=== Work to be completed ===
The line that contains "use crate::models::Driver;" marks the end: retype the data below exactly from its first line through that line.

(Data begins)

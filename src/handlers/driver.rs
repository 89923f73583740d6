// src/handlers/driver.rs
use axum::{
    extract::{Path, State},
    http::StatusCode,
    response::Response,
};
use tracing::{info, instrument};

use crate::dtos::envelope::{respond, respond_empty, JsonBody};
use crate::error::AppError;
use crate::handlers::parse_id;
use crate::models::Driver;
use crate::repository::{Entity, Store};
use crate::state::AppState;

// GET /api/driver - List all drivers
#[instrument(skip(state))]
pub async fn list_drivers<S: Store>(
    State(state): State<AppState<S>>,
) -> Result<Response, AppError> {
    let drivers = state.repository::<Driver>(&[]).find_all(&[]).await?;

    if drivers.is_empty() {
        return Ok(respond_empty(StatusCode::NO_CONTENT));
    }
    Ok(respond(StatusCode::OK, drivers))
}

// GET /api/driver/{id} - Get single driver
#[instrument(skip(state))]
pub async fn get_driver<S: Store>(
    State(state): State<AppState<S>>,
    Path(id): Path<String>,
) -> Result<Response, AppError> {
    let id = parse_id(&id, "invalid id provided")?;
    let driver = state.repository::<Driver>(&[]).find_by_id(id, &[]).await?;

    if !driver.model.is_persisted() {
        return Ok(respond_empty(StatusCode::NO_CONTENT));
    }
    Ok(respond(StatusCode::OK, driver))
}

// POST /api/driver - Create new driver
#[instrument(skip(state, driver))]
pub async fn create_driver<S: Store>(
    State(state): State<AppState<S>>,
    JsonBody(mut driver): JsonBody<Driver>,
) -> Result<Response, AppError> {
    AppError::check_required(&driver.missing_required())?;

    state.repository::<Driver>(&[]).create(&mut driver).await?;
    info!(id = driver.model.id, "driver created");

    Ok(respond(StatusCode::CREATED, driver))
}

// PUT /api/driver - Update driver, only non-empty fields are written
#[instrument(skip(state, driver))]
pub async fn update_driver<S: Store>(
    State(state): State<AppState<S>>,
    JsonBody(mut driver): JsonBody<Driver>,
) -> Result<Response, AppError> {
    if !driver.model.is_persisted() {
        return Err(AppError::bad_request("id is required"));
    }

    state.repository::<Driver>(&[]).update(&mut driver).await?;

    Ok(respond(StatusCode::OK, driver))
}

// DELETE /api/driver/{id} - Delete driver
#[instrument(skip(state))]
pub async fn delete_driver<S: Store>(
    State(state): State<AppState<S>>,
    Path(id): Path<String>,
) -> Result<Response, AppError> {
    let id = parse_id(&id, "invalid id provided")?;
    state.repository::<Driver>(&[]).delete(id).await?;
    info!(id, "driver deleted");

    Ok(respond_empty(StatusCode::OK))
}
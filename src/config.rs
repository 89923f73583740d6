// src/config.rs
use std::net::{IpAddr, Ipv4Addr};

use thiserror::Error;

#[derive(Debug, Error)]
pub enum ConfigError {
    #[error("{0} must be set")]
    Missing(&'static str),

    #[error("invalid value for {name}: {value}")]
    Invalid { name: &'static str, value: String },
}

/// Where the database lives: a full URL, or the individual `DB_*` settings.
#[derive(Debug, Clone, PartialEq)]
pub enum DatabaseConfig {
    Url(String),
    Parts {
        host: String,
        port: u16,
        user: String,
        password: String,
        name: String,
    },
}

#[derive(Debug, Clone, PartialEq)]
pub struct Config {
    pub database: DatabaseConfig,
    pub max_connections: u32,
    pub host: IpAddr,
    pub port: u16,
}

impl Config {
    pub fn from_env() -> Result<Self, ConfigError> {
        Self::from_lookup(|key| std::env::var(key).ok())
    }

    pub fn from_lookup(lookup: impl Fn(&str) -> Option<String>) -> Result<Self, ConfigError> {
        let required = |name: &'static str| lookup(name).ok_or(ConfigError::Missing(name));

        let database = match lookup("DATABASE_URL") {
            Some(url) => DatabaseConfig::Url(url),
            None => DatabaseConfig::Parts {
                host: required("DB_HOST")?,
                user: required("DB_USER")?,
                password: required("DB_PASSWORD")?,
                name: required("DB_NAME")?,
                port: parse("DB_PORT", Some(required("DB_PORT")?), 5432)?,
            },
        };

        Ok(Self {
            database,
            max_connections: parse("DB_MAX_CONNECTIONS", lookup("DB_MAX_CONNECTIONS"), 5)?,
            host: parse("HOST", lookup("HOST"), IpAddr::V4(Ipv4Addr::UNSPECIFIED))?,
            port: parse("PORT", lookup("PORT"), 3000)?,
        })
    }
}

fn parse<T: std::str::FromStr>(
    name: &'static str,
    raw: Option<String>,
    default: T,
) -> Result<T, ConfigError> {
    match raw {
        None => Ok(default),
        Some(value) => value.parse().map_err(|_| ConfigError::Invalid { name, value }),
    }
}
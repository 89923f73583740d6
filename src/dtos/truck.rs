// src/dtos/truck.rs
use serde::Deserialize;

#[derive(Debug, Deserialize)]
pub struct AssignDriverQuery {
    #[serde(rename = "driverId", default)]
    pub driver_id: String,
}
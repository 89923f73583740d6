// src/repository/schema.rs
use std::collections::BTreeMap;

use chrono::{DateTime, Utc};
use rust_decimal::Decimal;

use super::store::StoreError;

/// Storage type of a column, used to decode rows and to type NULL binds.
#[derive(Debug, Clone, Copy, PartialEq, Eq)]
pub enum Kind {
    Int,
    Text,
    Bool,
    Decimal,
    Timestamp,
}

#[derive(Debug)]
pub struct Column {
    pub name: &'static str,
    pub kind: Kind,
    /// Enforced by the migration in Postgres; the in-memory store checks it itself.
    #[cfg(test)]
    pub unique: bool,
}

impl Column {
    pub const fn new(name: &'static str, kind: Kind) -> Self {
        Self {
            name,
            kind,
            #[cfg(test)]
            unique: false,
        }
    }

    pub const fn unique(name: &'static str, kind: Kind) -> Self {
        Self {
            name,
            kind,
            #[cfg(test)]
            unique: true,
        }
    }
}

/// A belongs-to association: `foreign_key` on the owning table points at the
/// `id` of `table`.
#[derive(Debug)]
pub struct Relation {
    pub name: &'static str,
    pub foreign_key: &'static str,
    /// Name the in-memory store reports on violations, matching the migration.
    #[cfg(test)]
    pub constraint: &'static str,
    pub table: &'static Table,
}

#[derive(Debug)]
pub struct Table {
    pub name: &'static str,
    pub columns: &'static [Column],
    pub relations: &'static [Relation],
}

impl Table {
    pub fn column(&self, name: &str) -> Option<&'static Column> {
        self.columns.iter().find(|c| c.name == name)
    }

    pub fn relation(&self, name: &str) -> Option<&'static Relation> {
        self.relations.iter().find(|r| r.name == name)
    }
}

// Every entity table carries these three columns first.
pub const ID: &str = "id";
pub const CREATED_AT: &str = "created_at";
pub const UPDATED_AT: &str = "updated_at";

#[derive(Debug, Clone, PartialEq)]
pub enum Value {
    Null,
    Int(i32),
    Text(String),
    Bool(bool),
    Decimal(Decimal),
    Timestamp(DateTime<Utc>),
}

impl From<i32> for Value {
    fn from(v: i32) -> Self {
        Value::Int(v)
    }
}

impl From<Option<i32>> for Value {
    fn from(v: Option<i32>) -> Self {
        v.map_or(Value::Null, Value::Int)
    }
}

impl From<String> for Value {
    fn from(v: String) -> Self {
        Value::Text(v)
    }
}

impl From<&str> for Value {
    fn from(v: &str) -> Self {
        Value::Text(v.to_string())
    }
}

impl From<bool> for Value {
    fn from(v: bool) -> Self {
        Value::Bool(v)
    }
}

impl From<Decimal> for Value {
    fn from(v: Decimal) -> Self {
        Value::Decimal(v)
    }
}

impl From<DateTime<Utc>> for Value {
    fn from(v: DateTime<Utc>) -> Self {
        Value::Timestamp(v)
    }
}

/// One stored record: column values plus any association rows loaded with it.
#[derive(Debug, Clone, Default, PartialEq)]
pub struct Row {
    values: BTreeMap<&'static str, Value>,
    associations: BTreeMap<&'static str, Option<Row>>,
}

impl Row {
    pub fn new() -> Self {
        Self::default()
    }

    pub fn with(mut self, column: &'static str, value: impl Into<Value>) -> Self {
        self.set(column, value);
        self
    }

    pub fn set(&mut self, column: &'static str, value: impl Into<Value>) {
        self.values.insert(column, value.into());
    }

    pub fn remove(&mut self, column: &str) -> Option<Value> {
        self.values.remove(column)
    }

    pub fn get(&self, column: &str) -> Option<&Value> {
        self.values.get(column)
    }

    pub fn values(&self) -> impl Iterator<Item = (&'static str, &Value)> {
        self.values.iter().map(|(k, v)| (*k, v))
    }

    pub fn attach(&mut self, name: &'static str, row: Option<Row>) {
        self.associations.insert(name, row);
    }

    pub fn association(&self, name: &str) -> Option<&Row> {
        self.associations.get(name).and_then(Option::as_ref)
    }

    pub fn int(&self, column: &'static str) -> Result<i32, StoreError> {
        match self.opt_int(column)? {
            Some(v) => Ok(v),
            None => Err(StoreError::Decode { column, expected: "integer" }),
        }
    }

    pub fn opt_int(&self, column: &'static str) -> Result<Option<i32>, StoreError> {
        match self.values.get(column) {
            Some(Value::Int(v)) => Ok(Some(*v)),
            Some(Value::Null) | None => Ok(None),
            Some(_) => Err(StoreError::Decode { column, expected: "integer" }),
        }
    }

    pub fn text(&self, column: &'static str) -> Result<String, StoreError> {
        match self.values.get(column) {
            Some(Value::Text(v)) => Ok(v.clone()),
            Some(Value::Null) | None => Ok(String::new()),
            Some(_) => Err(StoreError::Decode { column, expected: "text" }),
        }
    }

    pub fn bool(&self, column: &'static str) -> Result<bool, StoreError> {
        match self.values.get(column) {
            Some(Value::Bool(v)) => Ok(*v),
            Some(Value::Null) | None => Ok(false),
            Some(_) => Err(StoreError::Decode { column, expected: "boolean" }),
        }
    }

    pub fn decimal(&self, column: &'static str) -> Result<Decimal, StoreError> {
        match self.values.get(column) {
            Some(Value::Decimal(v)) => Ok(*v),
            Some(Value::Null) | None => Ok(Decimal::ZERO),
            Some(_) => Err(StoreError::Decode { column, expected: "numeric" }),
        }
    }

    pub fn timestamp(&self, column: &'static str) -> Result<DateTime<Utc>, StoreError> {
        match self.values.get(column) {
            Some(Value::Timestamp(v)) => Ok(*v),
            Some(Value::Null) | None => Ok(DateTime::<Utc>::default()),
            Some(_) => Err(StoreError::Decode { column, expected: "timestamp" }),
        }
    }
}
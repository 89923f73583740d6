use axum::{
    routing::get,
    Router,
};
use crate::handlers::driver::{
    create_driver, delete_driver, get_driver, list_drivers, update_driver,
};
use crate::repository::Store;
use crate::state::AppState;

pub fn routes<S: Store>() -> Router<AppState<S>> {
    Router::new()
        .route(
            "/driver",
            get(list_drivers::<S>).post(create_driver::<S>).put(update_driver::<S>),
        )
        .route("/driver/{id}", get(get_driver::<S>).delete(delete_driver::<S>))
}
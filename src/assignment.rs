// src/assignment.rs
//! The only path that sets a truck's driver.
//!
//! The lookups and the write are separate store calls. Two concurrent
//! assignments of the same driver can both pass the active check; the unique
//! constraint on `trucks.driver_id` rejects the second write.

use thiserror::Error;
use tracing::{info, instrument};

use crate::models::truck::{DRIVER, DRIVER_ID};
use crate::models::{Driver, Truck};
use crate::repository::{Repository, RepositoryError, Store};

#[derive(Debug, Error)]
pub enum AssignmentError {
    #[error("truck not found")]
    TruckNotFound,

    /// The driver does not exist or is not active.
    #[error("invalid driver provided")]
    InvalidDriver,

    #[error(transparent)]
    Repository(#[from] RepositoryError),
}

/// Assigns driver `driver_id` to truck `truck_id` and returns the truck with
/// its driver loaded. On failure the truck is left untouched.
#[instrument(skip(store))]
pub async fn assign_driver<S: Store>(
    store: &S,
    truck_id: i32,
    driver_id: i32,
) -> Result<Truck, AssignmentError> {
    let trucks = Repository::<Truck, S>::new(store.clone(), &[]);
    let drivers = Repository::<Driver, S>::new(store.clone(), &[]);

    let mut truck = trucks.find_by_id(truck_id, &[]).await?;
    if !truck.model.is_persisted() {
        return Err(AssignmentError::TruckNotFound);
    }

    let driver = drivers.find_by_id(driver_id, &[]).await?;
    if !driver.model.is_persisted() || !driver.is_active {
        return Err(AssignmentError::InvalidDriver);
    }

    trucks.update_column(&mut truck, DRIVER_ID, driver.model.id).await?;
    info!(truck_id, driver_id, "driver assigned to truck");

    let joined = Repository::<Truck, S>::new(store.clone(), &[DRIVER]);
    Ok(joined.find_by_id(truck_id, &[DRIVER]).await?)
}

(Data ends)

=== Reply ===
filename src/handlers/driver.rs
repository 89923f73583740d6
// src/handlers/driver.rs
use axum::{
    extract::{Path, State},
    http::StatusCode,
    response::Response,
};
use tracing::{info, instrument};

use crate::dtos::envelope::{respond, respond_empty, JsonBody};
use crate::error::AppError;
use crate::handlers::parse_id;
use crate::models::Driver;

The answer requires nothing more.